6. If there are multiple substituents that share the same Polarizability: sort by the one that has the largest polarazability trans
    - Inspired by Norrby quadrant model: Secondary pi interaction trans to substituent

If all fall through, the alignment defaults to the original scheme with maximum volume.

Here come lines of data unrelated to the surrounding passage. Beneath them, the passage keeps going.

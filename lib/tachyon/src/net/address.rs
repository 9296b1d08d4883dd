//! Network addresses with asynchronous host resolution.
//!
//! Lookups are queued on a single lazily-started resolver thread so a
//! connection storm cannot fan out into many blocking resolver calls. An
//! address is *pending* from `lookup` until the resolver finishes; the
//! `lookup_finished` audience fires and the per-address condition is
//! signalled exactly once per lookup.

use crate::audience::Audience;
use crate::thread::Thread;
use lazy_static::lazy_static;
use quark::logging::{self, warn};
use std::collections::VecDeque;
use std::fmt;
use std::net::{IpAddr, Ipv4Addr, Ipv6Addr, SocketAddr, ToSocketAddrs};
use std::sync::{Arc, Condvar, Mutex, Weak};

#[derive(Debug, Copy, Clone, Eq, PartialEq)]
pub enum SocketKind {
    Tcp,
    Udp,
}

#[derive(Debug, Copy, Clone, Eq, PartialEq)]
pub enum Family {
    V4,
    V6,
}

impl Family {
    fn matches(self, addr: &SocketAddr) -> bool {
        match self {
            Family::V4 => addr.is_ipv4(),
            Family::V6 => addr.is_ipv6(),
        }
    }
}

/// The `(family, type, protocol)` projection of a resolved endpoint.
#[derive(Debug, Copy, Clone, Eq, PartialEq)]
pub struct SocketParams {
    pub family: Family,
    pub kind: SocketKind,
}

pub struct LookupFinished {
    pub address: Arc<Address>,
}

struct AddressState {
    host: Option<String>,
    port: u16,
    kind: SocketKind,
    pending: bool,
    /// `None` until a lookup has produced a result; an empty list means
    /// the host was not found.
    endpoints: Option<Vec<SocketAddr>>,
}

pub struct Address {
    self_ref: Weak<Address>,
    state: Mutex<AddressState>,
    finished_cond: Condvar,
    lookup_finished: Audience<LookupFinished>,
}

impl Address {
    /// An empty, invalid address; arm it with `lookup`.
    pub fn new() -> Arc<Address> {
        Arc::new_cyclic(|self_ref| Address {
            self_ref: self_ref.clone(),
            state: Mutex::new(AddressState {
                host: None,
                port: 0,
                kind: SocketKind::Tcp,
                pending: false,
                endpoints: None,
            }),
            finished_cond: Condvar::new(),
            lookup_finished: Audience::new(),
        })
    }

    /// Shortcut: a new address with a lookup already underway.
    pub fn resolve(host: Option<&str>, port: u16, kind: SocketKind) -> Arc<Address> {
        let address = Address::new();
        address.lookup(host, port, kind);
        address
    }

    /// The IPv4 broadcast address for the given port.
    pub fn broadcast(port: u16) -> Arc<Address> {
        Address::resolve(Some("255.255.255.255"), port, SocketKind::Udp)
    }

    /// A finished single-endpoint address wrapping an already-resolved
    /// socket address.
    pub fn from_socket_addr(addr: SocketAddr, kind: SocketKind) -> Arc<Address> {
        Arc::new_cyclic(|self_ref| Address {
            self_ref: self_ref.clone(),
            state: Mutex::new(AddressState {
                host: None,
                port: addr.port(),
                kind,
                pending: false,
                endpoints: Some(vec![addr]),
            }),
            finished_cond: Condvar::new(),
            lookup_finished: Audience::new(),
        })
    }

    pub fn lookup_finished(&self) -> &Audience<LookupFinished> {
        &self.lookup_finished
    }

    /// Arms an asynchronous resolution: any prior result is discarded, the
    /// address turns pending and is handed to the shared resolver thread.
    pub fn lookup(&self, host: Option<&str>, port: u16, kind: SocketKind) {
        self.wait_for_finished();
        {
            let mut state = self.state.lock().unwrap();
            state.endpoints = None;
            state.pending = true;
            state.port = port;
            state.kind = kind;
            // Bracketed IPv6 literals resolve in their plain form.
            state.host = host.map(|h| h.trim_start_matches('[').trim_end_matches(']').to_string());
        }
        let this = self
            .self_ref
            .upgrade()
            .expect("Lookup requires the address to be held in an Arc");
        enqueue_lookup(this);
    }

    /// Blocks until any pending lookup has completed.
    pub fn wait_for_finished(&self) {
        let mut state = self.state.lock().unwrap();
        while state.pending {
            state = self.finished_cond.wait(state).unwrap();
        }
    }

    pub fn is_pending(&self) -> bool {
        self.state.lock().unwrap().pending
    }

    /// False until a lookup has produced any result, even an empty one.
    pub fn is_valid(&self) -> bool {
        self.state.lock().unwrap().endpoints.is_some()
    }

    pub fn is_host_found(&self) -> bool {
        self.count() > 0
    }

    /// Number of resolved endpoints.
    pub fn count(&self) -> usize {
        self.state
            .lock()
            .unwrap()
            .endpoints
            .as_ref()
            .map_or(0, Vec::len)
    }

    pub fn kind(&self) -> SocketKind {
        self.state.lock().unwrap().kind
    }

    /// The resolved port, falling back to the requested service port.
    pub fn port(&self) -> u16 {
        let state = self.state.lock().unwrap();
        state
            .endpoints
            .as_ref()
            .and_then(|eps| eps.first())
            .map_or(state.port, SocketAddr::port)
    }

    /// The host name given to `lookup`, or the numeric rendering of the
    /// first endpoint when the address was built from raw endpoints.
    pub fn host_name(&self) -> String {
        let state = self.state.lock().unwrap();
        if let Some(host) = &state.host {
            return host.clone();
        }
        state
            .endpoints
            .as_ref()
            .and_then(|eps| eps.first())
            .map_or_else(String::new, |ep| ep.ip().to_string())
    }

    /// Snapshot of the resolved endpoints.
    pub fn endpoints(&self) -> Vec<SocketAddr> {
        self.state
            .lock()
            .unwrap()
            .endpoints
            .clone()
            .unwrap_or_default()
    }

    /// First endpoint, optionally restricted to one address family.
    pub fn first_endpoint(&self, family: Option<Family>) -> Option<SocketAddr> {
        let state = self.state.lock().unwrap();
        state.endpoints.as_ref().and_then(|eps| {
            eps.iter()
                .find(|ep| family.map_or(true, |f| f.matches(ep)))
                .copied()
        })
    }

    pub fn socket_params(&self, index: usize) -> Option<SocketParams> {
        let state = self.state.lock().unwrap();
        let endpoint = state.endpoints.as_ref()?.get(index)?;
        Some(SocketParams {
            family: if endpoint.is_ipv4() { Family::V4 } else { Family::V6 },
            kind: state.kind,
        })
    }

    pub fn socket_params_family(&self, family: Option<Family>) -> Option<SocketParams> {
        let kind = self.kind();
        self.first_endpoint(family).map(|endpoint| SocketParams {
            family: if endpoint.is_ipv4() { Family::V4 } else { Family::V6 },
            kind,
        })
    }

    /// Two addresses are equal when they share at least one endpoint of
    /// the same kind. Blocks until both lookups have finished.
    pub fn equal(&self, other: &Address) -> bool {
        self.wait_for_finished();
        other.wait_for_finished();
        if self.kind() != other.kind() {
            return false;
        }
        let mine = self.endpoints();
        let theirs = other.endpoints();
        mine.iter().any(|ep| theirs.contains(ep))
    }

    /// Formats the first endpoint of the requested family; IPv6 hosts are
    /// bracketed when the port is included. The port is omitted when it is
    /// zero or `include_port` is false.
    pub fn to_string_parts(&self, include_port: bool, family: Option<Family>) -> String {
        match self.first_endpoint(family) {
            Some(endpoint) if include_port && endpoint.port() != 0 => endpoint.to_string(),
            Some(endpoint) => endpoint.ip().to_string(),
            None => String::new(),
        }
    }

    /// Addresses of the locally configured network interfaces. May be
    /// empty on platforms without `getifaddrs`.
    pub fn network_interfaces() -> Vec<Arc<Address>> {
        interfaces_impl()
    }

    fn finish_lookup(&self, endpoints: Vec<SocketAddr>) {
        {
            let mut state = self.state.lock().unwrap();
            state.endpoints = Some(endpoints);
            state.pending = false;
        }
        if let Some(this) = self.self_ref.upgrade() {
            self.lookup_finished.notify(&LookupFinished { address: this });
        }
        self.finished_cond.notify_all();
    }
}

impl fmt::Display for Address {
    fn fmt(&self, f: &mut fmt::Formatter) -> fmt::Result {
        write!(f, "{}", self.to_string_parts(true, None))
    }
}

/*-------------------------------------------------------------------------*/

struct ResolverQueue {
    pending: Mutex<VecDeque<Arc<Address>>>,
    available: Condvar,
}

lazy_static! {
    static ref RESOLVER_QUEUE: ResolverQueue = ResolverQueue {
        pending: Mutex::new(VecDeque::new()),
        available: Condvar::new(),
    };
    static ref RESOLVER_THREAD: Mutex<Option<Arc<Thread>>> = Mutex::new(None);
}

fn enqueue_lookup(address: Arc<Address>) {
    {
        let mut thread = RESOLVER_THREAD.lock().unwrap();
        if thread.is_none() {
            let worker = Thread::new("address-lookup", || {
                resolver_loop();
                0
            });
            worker
                .start()
                .expect("Resolver thread is started exactly once");
            *thread = Some(worker);
        }
    }
    let mut pending = RESOLVER_QUEUE.pending.lock().unwrap();
    pending.push_back(address);
    RESOLVER_QUEUE.available.notify_one();
}

fn resolver_loop() {
    let log = logging::process();
    loop {
        let address = {
            let mut pending = RESOLVER_QUEUE.pending.lock().unwrap();
            loop {
                if let Some(address) = pending.pop_front() {
                    break address;
                }
                pending = RESOLVER_QUEUE.available.wait(pending).unwrap();
            }
        };
        let (host, port, kind) = {
            let state = address.state.lock().unwrap();
            (state.host.clone(), state.port, state.kind)
        };
        let mut endpoints = match &host {
            Some(host) => match (host.as_str(), port).to_socket_addrs() {
                Ok(found) => found.collect(),
                Err(err) => {
                    warn!(log, "host lookup failed";
                          "host" => host, "port" => port, "error" => %err);
                    Vec::new()
                }
            },
            // Passive: bind-anywhere endpoints.
            None => {
                let mut eps: Vec<SocketAddr> =
                    vec![SocketAddr::new(IpAddr::V4(Ipv4Addr::UNSPECIFIED), port)];
                if kind == SocketKind::Tcp {
                    eps.push(SocketAddr::new(IpAddr::V6(Ipv6Addr::UNSPECIFIED), port));
                }
                eps
            }
        };
        // The datagram and broadcast layers are IPv4-only.
        if kind == SocketKind::Udp {
            endpoints.retain(SocketAddr::is_ipv4);
        }
        address.finish_lookup(endpoints);
    }
}

/*-------------------------------------------------------------------------*/

#[cfg(unix)]
fn interfaces_impl() -> Vec<Arc<Address>> {
    let mut list = Vec::new();
    unsafe {
        let mut addrs: *mut libc::ifaddrs = std::ptr::null_mut();
        if libc::getifaddrs(&mut addrs) != 0 {
            return list;
        }
        let mut cursor = addrs;
        while !cursor.is_null() {
            let entry = &*cursor;
            cursor = entry.ifa_next;
            if entry.ifa_addr.is_null() {
                continue;
            }
            let family = i32::from((*entry.ifa_addr).sa_family);
            let ip = if family == libc::AF_INET {
                let sin = &*(entry.ifa_addr as *const libc::sockaddr_in);
                IpAddr::V4(Ipv4Addr::from(u32::from_be(sin.sin_addr.s_addr)))
            } else if family == libc::AF_INET6 {
                let sin6 = &*(entry.ifa_addr as *const libc::sockaddr_in6);
                IpAddr::V6(Ipv6Addr::from(sin6.sin6_addr.s6_addr))
            } else {
                continue;
            };
            list.push(Address::from_socket_addr(
                SocketAddr::new(ip, 0),
                SocketKind::Tcp,
            ));
        }
        libc::freeifaddrs(addrs);
    }
    list
}

#[cfg(not(unix))]
fn interfaces_impl() -> Vec<Arc<Address>> {
    Vec::new()
}
#[cfg(test)]
mod tests {
    use super::*;

    #[test]
    fn test_open_close() {
        let datagram = Datagram::new(None);
        assert!(!datagram.is_open());
        datagram.open(0).unwrap();
        assert!(datagram.is_open());
        assert_ne!(datagram.port(), 0);
        assert!(datagram.open(0).is_err());
        datagram.close();
        assert!(!datagram.is_open());
        assert_eq!(datagram.port(), 0);
    }

    #[test]
    fn test_send_requires_open() {
        let datagram = Datagram::new(None);
        let to = Address::resolve(Some("127.0.0.1"), 9, SocketKind::Udp);
        assert!(datagram.send(b"nope", &to).is_err());
    }

    #[test]
    fn test_write_requires_destination() {
        let datagram = Datagram::new(None);
        datagram.open(0).unwrap();
        assert!(datagram.write(b"nowhere").is_err());

        let to = Address::resolve(Some("127.0.0.1"), datagram.port(), SocketKind::Udp);
        datagram.connect(&to);
        datagram.write(b"loop").unwrap();
        datagram.flush();

        datagram.disconnect();
        assert!(datagram.write(b"nowhere").is_err());
        datagram.close();
    }

    #[test]
    fn test_loopback_roundtrip() {
        let receiver = Datagram::new(None);
        receiver.open(0).unwrap();
        let sender = Datagram::new(None);
        sender.open(0).unwrap();

        let to = Address::resolve(Some("127.0.0.1"), receiver.port(), SocketKind::Udp);
        sender.send(b"ping", &to).unwrap();
        sender.flush();

        assert!(receiver.wait_for_message(Duration::from_secs(5)));
        let (from, payload) = receiver.receive().unwrap();
        assert_eq!(payload, b"ping");
        assert_eq!(from.port(), sender.port());
        assert!(receiver.receive().is_none());

        sender.close();
        receiver.close();
    }
}
//! Polymorphic byte streams. The `Stream` trait is the seek/read/write/
//! flush surface shared by in-memory streams and sockets; the primitive
//! extension traits layer endian-aware integer and floating point access
//! on top of any stream, honoring the stream's byte order state.

use crate::error::{Error, Result};
use byteorder::{BigEndian, LittleEndian, ReadBytesExt, WriteBytesExt};
use std::io;

#[derive(Debug, Copy, Clone, Eq, PartialEq)]
pub enum ByteOrder {
    Big,
    Little,
}

/// Byte-oriented I/O with a position, a known size and a byte order.
/// Short reads at end of stream are legal; partial writes leave the
/// position reflecting the bytes actually written.
pub trait Stream: io::Read + io::Write {
    /// Moves the read/write position. Not every stream supports this;
    /// sockets report `Unsupported`.
    fn seek(&mut self, pos: u64) -> Result<u64>;

    fn pos(&self) -> u64;

    fn size(&self) -> u64;

    fn byte_order(&self) -> ByteOrder;

    fn set_byte_order(&mut self, order: ByteOrder);

    /// Ensures everything written so far has been handed to the
    /// underlying sink. Sockets block here until the output buffer has
    /// drained to the network.
    fn flush_stream(&mut self) -> Result<()> {
        self.flush()?;
        Ok(())
    }
}

macro_rules! read_primitive {
    ($name:ident, $ty:ty, $method:ident) => {
        fn $name(&mut self) -> Result<$ty> {
            Ok(match self.byte_order() {
                ByteOrder::Big => ReadBytesExt::$method::<BigEndian>(self)?,
                ByteOrder::Little => ReadBytesExt::$method::<LittleEndian>(self)?,
            })
        }
    };
}

macro_rules! write_primitive {
    ($name:ident, $ty:ty, $method:ident) => {
        fn $name(&mut self, value: $ty) -> Result<()> {
            match self.byte_order() {
                ByteOrder::Big => WriteBytesExt::$method::<BigEndian>(self, value)?,
                ByteOrder::Little => WriteBytesExt::$method::<LittleEndian>(self, value)?,
            }
            Ok(())
        }
    };
}

/// Endian-aware readers provided for every stream.
pub trait ReadPrimitives: Stream {
    fn read_u8(&mut self) -> Result<u8> {
        Ok(ReadBytesExt::read_u8(self)?)
    }

    fn read_i8(&mut self) -> Result<i8> {
        Ok(ReadBytesExt::read_i8(self)?)
    }

    read_primitive!(read_u16, u16, read_u16);
    read_primitive!(read_i16, i16, read_i16);
    read_primitive!(read_u32, u32, read_u32);
    read_primitive!(read_i32, i32, read_i32);
    read_primitive!(read_u64, u64, read_u64);
    read_primitive!(read_i64, i64, read_i64);
    read_primitive!(read_f64, f64, read_f64);

    /// Reads up to `count` bytes; a short result means end of stream.
    fn read_block(&mut self, count: usize) -> Result<Vec<u8>> {
        let mut out = vec![0u8; count];
        let mut filled = 0;
        while filled < count {
            match self.read(&mut out[filled..]) {
                Ok(0) => break,
                Ok(read) => filled += read,
                Err(ref err) if err.kind() == io::ErrorKind::Interrupted => continue,
                Err(err) => return Err(err.into()),
            }
        }
        out.truncate(filled);
        Ok(out)
    }

    /// Reads one line, splitting on LF or CRLF. The terminator is not
    /// included. Returns `None` at end of stream when no bytes remain.
    fn read_line(&mut self) -> Result<Option<String>> {
        let mut line = Vec::new();
        let mut byte = [0u8; 1];
        loop {
            match self.read(&mut byte) {
                Ok(0) => {
                    if line.is_empty() {
                        return Ok(None);
                    }
                    break;
                }
                Ok(_) => {
                    if byte[0] == b'\n' {
                        break;
                    }
                    line.push(byte[0]);
                }
                Err(ref err) if err.kind() == io::ErrorKind::Interrupted => continue,
                Err(err) => return Err(err.into()),
            }
        }
        if line.last() == Some(&b'\r') {
            line.pop();
        }
        Ok(Some(String::from_utf8_lossy(&line).into_owned()))
    }
}

impl<S: Stream + ?Sized> ReadPrimitives for S {}

/// Endian-aware writers provided for every stream.
pub trait WritePrimitives: Stream {
    fn write_u8(&mut self, value: u8) -> Result<()> {
        WriteBytesExt::write_u8(self, value)?;
        Ok(())
    }

    fn write_i8(&mut self, value: i8) -> Result<()> {
        WriteBytesExt::write_i8(self, value)?;
        Ok(())
    }

    write_primitive!(write_u16, u16, write_u16);
    write_primitive!(write_i16, i16, write_i16);
    write_primitive!(write_u32, u32, write_u32);
    write_primitive!(write_i32, i32, write_i32);
    write_primitive!(write_u64, u64, write_u64);
    write_primitive!(write_i64, i64, write_i64);
    write_primitive!(write_f64, f64, write_f64);

    fn write_block(&mut self, bytes: &[u8]) -> Result<()> {
        self.write_all(bytes)?;
        Ok(())
    }
}

impl<S: Stream + ?Sized> WritePrimitives for S {}

/// Seekable in-memory stream. Writes overwrite at the current position and
/// extend the stream when they run past the end.
pub struct MemoryStream {
    data: Vec<u8>,
    pos: usize,
    order: ByteOrder,
}

impl MemoryStream {
    pub fn new() -> MemoryStream {
        MemoryStream {
            data: Vec::new(),
            pos: 0,
            order: ByteOrder::Big,
        }
    }

    pub fn from_vec(data: Vec<u8>) -> MemoryStream {
        MemoryStream {
            data,
            pos: 0,
            order: ByteOrder::Big,
        }
    }

    pub fn data(&self) -> &[u8] {
        &self.data
    }

    pub fn into_inner(self) -> Vec<u8> {
        self.data
    }
}

impl io::Read for MemoryStream {
    fn read(&mut self, buf: &mut [u8]) -> io::Result<usize> {
        let remaining = self.data.len() - self.pos;
        let count = remaining.min(buf.len());
        buf[..count].copy_from_slice(&self.data[self.pos..self.pos + count]);
        self.pos += count;
        Ok(count)
    }
}

impl io::Write for MemoryStream {
    fn write(&mut self, buf: &[u8]) -> io::Result<usize> {
        let overlap = (self.data.len() - self.pos).min(buf.len());
        self.data[self.pos..self.pos + overlap].copy_from_slice(&buf[..overlap]);
        self.data.extend_from_slice(&buf[overlap..]);
        self.pos += buf.len();
        Ok(buf.len())
    }

    fn flush(&mut self) -> io::Result<()> {
        Ok(())
    }
}

impl Stream for MemoryStream {
    fn seek(&mut self, pos: u64) -> Result<u64> {
        if pos > self.data.len() as u64 {
            return Err(Error::Io(io::ErrorKind::InvalidInput));
        }
        self.pos = pos as usize;
        Ok(pos)
    }

    fn pos(&self) -> u64 {
        self.pos as u64
    }

    fn size(&self) -> u64 {
        self.data.len() as u64
    }

    fn byte_order(&self) -> ByteOrder {
        self.order
    }

    fn set_byte_order(&mut self, order: ByteOrder) {
        self.order = order;
    }
}

#[cfg(test)]
mod tests {
    use super::{ByteOrder, MemoryStream, ReadPrimitives, Stream, WritePrimitives};
    use std::io;

    #[test]
    fn test_primitive_roundtrip_big_endian() {
        let mut stream = MemoryStream::new();
        stream.write_u16(0xBEEF).unwrap();
        stream.write_u32(0xCAFE_F00D).unwrap();
        stream.write_u64(42).unwrap();
        stream.write_f64(0.5).unwrap();

        assert_eq!(stream.size(), 2 + 4 + 8 + 8);
        assert_eq!(&stream.data()[..2], &[0xBE, 0xEF]);

        stream.seek(0).unwrap();
        assert_eq!(stream.read_u16().unwrap(), 0xBEEF);
        assert_eq!(stream.read_u32().unwrap(), 0xCAFE_F00D);
        assert_eq!(stream.read_u64().unwrap(), 42);
        assert_eq!(stream.read_f64().unwrap(), 0.5);
    }

    #[test]
    fn test_little_endian_layout() {
        let mut stream = MemoryStream::new();
        stream.set_byte_order(ByteOrder::Little);
        stream.write_u32(1).unwrap();
        assert_eq!(stream.data(), &[1, 0, 0, 0]);

        stream.seek(0).unwrap();
        assert_eq!(stream.read_u32().unwrap(), 1);
    }

    #[test]
    fn test_short_read_at_end_is_legal() {
        let mut stream = MemoryStream::from_vec(vec![1, 2, 3]);
        let block = stream.read_block(8).unwrap();
        assert_eq!(block, vec![1, 2, 3]);
        assert_eq!(stream.pos(), 3);
    }

    #[test]
    fn test_overwrite_in_the_middle() {
        let mut stream = MemoryStream::from_vec(b"abcdef".to_vec());
        stream.seek(2).unwrap();
        io::Write::write(&mut stream, b"XYZW").unwrap();
        assert_eq!(stream.data(), b"abXYZW");
        assert_eq!(stream.pos(), 6);
    }

    #[test]
    fn test_seek_past_end_fails() {
        let mut stream = MemoryStream::from_vec(vec![0; 4]);
        assert!(stream.seek(5).is_err());
        assert_eq!(stream.pos(), 0);
    }

    #[test]
    fn test_read_line_lf_and_crlf() {
        let mut stream = MemoryStream::from_vec(b"one\r\ntwo\nthree".to_vec());
        assert_eq!(stream.read_line().unwrap().unwrap(), "one");
        assert_eq!(stream.read_line().unwrap().unwrap(), "two");
        assert_eq!(stream.read_line().unwrap().unwrap(), "three");
        assert_eq!(stream.read_line().unwrap(), None);
    }
}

This assumes that the quadrants themselves
are very comparable with little difference between them and arbitrary alignment will not have much impact on them.

In [4]:
import molli as ml
import numpy as np
from tqdm import tqdm
from molli.math import rotation_matrix_from_vectors, rotation_matrix_from_axis

class AlkeneRel:
    def __init__(self, ml_mol, a1, a2, a3, a4):
        self.ml_mol = ml_mol
        self.a1 = a1
        self.a2 = a2
        self.a3 = a3
        self.a4 = a4
        self.atoms = [a1, a2, a3, a4]
    
    def trans_atom(self, atom):
        '''Returns the trans atom

        Parameters
        ----------
        atom : ml.Atom
            Atom of interest

        Returns
        -------
        ml.Atom
            Returns atom that is trans to the atom selected
        '''
        
        match atom:
            case self.a1:
                return self.a3
            case self.a2: 
                return self.a4
            case self.a3:
                return self.a1
            case self.a4:
                return self.a2
            case _:
                raise ValueError("Atom not in the defined four atoms")

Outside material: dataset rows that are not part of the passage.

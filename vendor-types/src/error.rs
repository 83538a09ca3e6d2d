//! Error types for the vendor panel domain.

use crate::domain::ThreadId;

/// Domain-level errors (rules checked before a request is sent).
#[derive(Debug, Clone, PartialEq, Eq, thiserror::Error)]
pub enum DomainError {
    #[error("Message body cannot be empty")]
    EmptyMessage,

    #[error("Password and confirmation do not match")]
    PasswordMismatch,

    #[error("No public URL returned by presign")]
    MissingPublicUrl,

    #[error("Support thread {0} is closed")]
    ThreadClosed(ThreadId),
}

    def cis_atom(self, atom):
        '''Returns the cis atom

        Parameters
        ----------
        atom : ml.Atom
            Atom of interest

        Returns
        -------
        ml.Atom
            Returns atom that is trans to the atom selected
        '''
        match atom:
            case self.a1:
                return self.a2
            case self.a2: 
                return self.a1
            case self.a3:
                return self.a4
            case self.a4:
                return self.a3
            case _:
                raise ValueError("Atom not in the defined four atoms")
            
    def gem_atom(self, atom):
        '''Returns the geminal atom

        Parameters
        ----------
        atom : ml.Atom
            Atom of interest

        Returns
        -------
        ml.Atom
            Returns atom that is trans to the atom selected
        '''
        match atom:
            case self.a1:
                return self.a4
            case self.a2: 
                return self.a3
            case self.a3:
                return self.a2
            case self.a4:
                return self.a1
            case _:
                raise ValueError("Atom not in the defined four atoms")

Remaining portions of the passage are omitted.